Review: thisquietarmy - Resurgence
Resurgence is the culmination of four years of writing and recording, interspersed between Eric Quach’s various other EPs, albums and splits. So expansive is its coverage – hurtling between pools of reverb-heavy guitar drone, hypnotic space rock and lurching shoegaze ballads – that there’s a sense that the album is a creative “cleansing” of sorts, by which tracks that simply don’t fit in elsewhere can find their place in a grand, all-encompassing statement.

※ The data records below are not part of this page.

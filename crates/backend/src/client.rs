use std::time::Duration;

use async_trait::async_trait;
use crumb_core::config::BackendConfig;
use crumb_core::domain::{Balance, Category, Order, Product, Session, UserProfile};
use crumb_core::errors::BackendError;
use secrecy::{ExposeSecret, SecretString};
use serde::de::DeserializeOwned;
use tracing::debug;

use crate::StorefrontBackend;

const PRODUCTS_ENDPOINT: &str = "/products";
const CATEGORIES_ENDPOINT: &str = "/categories";
const PROFILE_ENDPOINT: &str = "/user/profile";
const ORDERS_ENDPOINT: &str = "/user/orders";
const BALANCE_ENDPOINT: &str = "/user/balance";

/// reqwest-backed implementation of [`StorefrontBackend`].
pub struct HttpBackend {
    base_url: String,
    timeout: Duration,
    client: reqwest::Client,
}

impl HttpBackend {
    pub fn new(config: &BackendConfig) -> Self {
        Self {
            base_url: config.base_url.trim_end_matches('/').to_string(),
            timeout: Duration::from_secs(config.timeout_secs),
            client: reqwest::Client::new(),
        }
    }

    fn bearer<'a>(
        session: &'a Session,
        endpoint: &'static str,
    ) -> Result<&'a SecretString, BackendError> {
        session
            .auth_token
            .as_ref()
            .filter(|_| session.is_authenticated)
            .ok_or(BackendError::MissingAuth { endpoint })
    }

    async fn get_json<T: DeserializeOwned>(
        &self,
        endpoint: &'static str,
        token: Option<&SecretString>,
    ) -> Result<T, BackendError> {
        let url = format!("{}{endpoint}", self.base_url);
        debug!(event_name = "backend.request", endpoint, "fetching backend source");

        let mut request = self.client.get(&url).timeout(self.timeout);
        if let Some(token) = token {
            request = request.bearer_auth(token.expose_secret());
        }

        let response = request
            .send()
            .await
            .map_err(|err| BackendError::Transport { endpoint, message: err.to_string() })?;

        let status = response.status();
        if !status.is_success() {
            return Err(BackendError::Api { endpoint, status_code: status.as_u16() });
        }

        response
            .json::<T>()
            .await
            .map_err(|err| BackendError::Decode { endpoint, message: err.to_string() })
    }
}

#[async_trait]
impl StorefrontBackend for HttpBackend {
    async fn products(&self) -> Result<Vec<Product>, BackendError> {
        self.get_json(PRODUCTS_ENDPOINT, None).await
    }

    async fn categories(&self) -> Result<Vec<Category>, BackendError> {
        self.get_json(CATEGORIES_ENDPOINT, None).await
    }

    async fn profile(&self, session: &Session) -> Result<UserProfile, BackendError> {
        let token = Self::bearer(session, PROFILE_ENDPOINT)?;
        self.get_json(PROFILE_ENDPOINT, Some(token)).await
    }

    async fn orders(&self, session: &Session) -> Result<Vec<Order>, BackendError> {
        let token = Self::bearer(session, ORDERS_ENDPOINT)?;
        self.get_json(ORDERS_ENDPOINT, Some(token)).await
    }

    async fn balance(&self, session: &Session) -> Result<Balance, BackendError> {
        let token = Self::bearer(session, BALANCE_ENDPOINT)?;
        self.get_json(BALANCE_ENDPOINT, Some(token)).await
    }
}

Resurgence doesn’t capture at point in time or a state of mind; its material sounds as though it stems from an array of compositional environments and mindsets, the culmination of which simply proclaims: “this is the sound of thisquietarmy”.

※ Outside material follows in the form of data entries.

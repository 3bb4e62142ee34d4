//! Log-based event sink adapter.
//!
//! Implements [`EventSink`] by writing structured application events to
//! the ESP-IDF logger (which goes to UART0 / USB-CDC in production, never
//! to the command UART).  Each line starts with a fixed tag so field logs
//! can be grepped.

use log::{debug, info, warn};

use crate::app::events::AppEvent;
use crate::app::ports::EventSink;

/// Adapter that logs every [`AppEvent`] to the console.
#[derive(Default)]
pub struct LogEventSink;

impl LogEventSink {
    pub fn new() -> Self {
        Self
    }
}

impl EventSink for LogEventSink {
    fn emit(&mut self, event: &AppEvent) {
        match event {
            AppEvent::Started(state) => {
                info!("START | initial_state={:?}", state);
            }
            AppEvent::StateChanged { from, to, cause } => {
                info!("STATE | {:?} -> {:?} ({:?})", from, to, cause);
            }
            AppEvent::CommandAccepted(cmd) => {
                info!("CMD   | accepted {:?}", cmd);
            }
            AppEvent::CommandIgnored(byte) => {
                debug!("CMD   | ignored {:#04x}", byte);
            }
            AppEvent::CommandRejected(byte) => {
                warn!("CMD   | rejected {:#04x}, panic locked", byte);
            }
            AppEvent::PanicLocked(cause) => {
                warn!("LOCK  | engaged by {:?}", cause);
            }
            AppEvent::PanicUnlocked => {
                info!("LOCK  | released");
            }
            AppEvent::Status(snapshot) => match serde_json::to_string(snapshot) {
                Ok(json) => info!("STATUS | {}", json),
                Err(e) => warn!("STATUS | encode failed ({}): {:?}", e, snapshot),
            },
        }
    }
}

Therefore; while the album may encompass an eclectic palette of times and locations, they’re all rooted in what frequents to Quach’s discography will be able to identify as the project’s “trademark” sound. Guitars are fed through heavy doses of distortion and reverb before being channelled into melancholy that is simultaneously intimate and planetary in proportion. The presence of drum programming locks some melodies into songs that gallop at high speed or stutter like aged machines, while its absence causes other pieces to drift as meteorite debris, destined hopelessly for nowhere in particular.
It’s a lot of material for a single listening session (personally, I opted to take the bonus disc as a separate dose), and there’s argument for a few of these tracks being rejected from the cut. There are pieces (particularly on disc two) that feel like mere fragments that have yet to be refined and polished – they feel like half sentences, upon which a vague idea is suggested without the finesse of an assertive, convincing delivery. Naturally, they’re effortlessly eclipsed by the likes of “The Cold Vacancy” (the album’s panoramic 19-minute closer), which cycles beautifully in a vibrant display of warm ambient lights and meandering thuds of percussion. As an album, Resurgence harnesses both Quach’s most deeply penetrative tracks to date alongside some more tentative, forgettable sketches. But as a work that offers a thorough insight into thisquietarmy’s dazzling astral atmospheres, the record does a mighty good job.